In memory: Birgit Ljunggren Sweden, and perhaps the world's oldest Salvation Army officer, Brigadier Birgit Ljunggren has passed away at the age of 107.

She was Promoted to Glory from her home in Ekbackens retirement home in Linköping near her beloved Salvation Army corps in the city.

Birgit was born in Stockholm in 1909 and grew up in a foster family in Vasastan. When she finished elementary school Birgit worked as a maid. A Salvation Army officer sold the Army’s newspaper The War Cry to the family where Birgit worked and invited the young maid to the Salvation Army at Tomtebogatan. There, she came to faith. She told how she listened to the ‘slum sisters’ and knew that she wanted to become one.

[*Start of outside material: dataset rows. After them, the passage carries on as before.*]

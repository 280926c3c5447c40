//! Great-circle distance on a spherical Earth.

/// Mean Earth radius used by [`haversine`], in kilometers.
pub const EARTH_RADIUS_KM: f64 = 6371.0;

/// Great-circle distance in kilometers between two latitude/longitude pairs
/// given in degrees.
///
/// # Examples
///
/// ```
/// use u_tour::distance::haversine;
///
/// // Eiffel Tower to the Louvre, roughly 3.2 km.
/// let d = haversine(48.8584, 2.2945, 48.8606, 2.3376);
/// assert!((d - 3.16).abs() < 0.05);
/// assert_eq!(d, haversine(48.8606, 2.3376, 48.8584, 2.2945));
/// ```
pub fn haversine(lat1: f64, lon1: f64, lat2: f64, lon2: f64) -> f64 {
    let (lat1, lon1, lat2, lon2) = (
        lat1.to_radians(),
        lon1.to_radians(),
        lat2.to_radians(),
        lon2.to_radians(),
    );
    // Absolute differences keep the result bit-identical when the endpoints
    // are swapped.
    let dlat = (lat2 - lat1).abs();
    let dlon = (lon2 - lon1).abs();

    let a = (dlat / 2.0).sin().powi(2) + lat1.cos() * lat2.cos() * (dlon / 2.0).sin().powi(2);
    // Clamp guards asin against a rounding overshoot for antipodal points.
    2.0 * EARTH_RADIUS_KM * a.sqrt().min(1.0).asin()
}
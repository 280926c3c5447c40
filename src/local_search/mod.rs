//! Local search operators for improving a tour.
//!
//! - [`two_opt_improve`] — 2-opt segment reversal, first-improvement

mod two_opt;

pub use two_opt::{
    two_opt_improve, two_opt_improve_with_cancel, MoveEvaluation, TwoOptConfig, TwoOptResult,
};
//! Domain model types for city tours.
//!
//! Provides named geographic points with optional opening hours, the tour
//! result type with its coverage status, and path shape checks.

mod path;
mod point;
mod tour;

pub use path::{validate_path, PathShape};
pub use point::{Point, TimeWindow};
pub use tour::{Coverage, Tour};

At twenty-four, she began her officer training at what was then called the Salvation Army War College in Stockholm. As an officer she worked her entire life in social work as a slum sister at the Salvation Army's slum stations and orphanages in many different locations, from Malmö in the south to Malmberget in the north. She retired in 1970. Birgit told of her rich experiences especially among the many children she had known over the years. She continues to have prolonged contact with many of them.

A sharp intellect, a good memory and a great love for our fellow human beings made her something of a living legend.

As a pensioner Birgit moved back to Linköping where she previously served. There she engaged again in the Salvation Army Corps, whose worship she visited up to 100 years of age. She also celebrated her 100th birthday there.

Often she came to the soup lunches organized for the homeless and shared with the guests the rolls she baked. The last time Birgit was 101 years old. As an active slum sister during a bygone era, she was not used to thinking of herself and her own interests, but liked to bake and assist in the work.
 Birgit Ljunggren is mourned by the sons of her foster siblings and friends of The Salvation Army.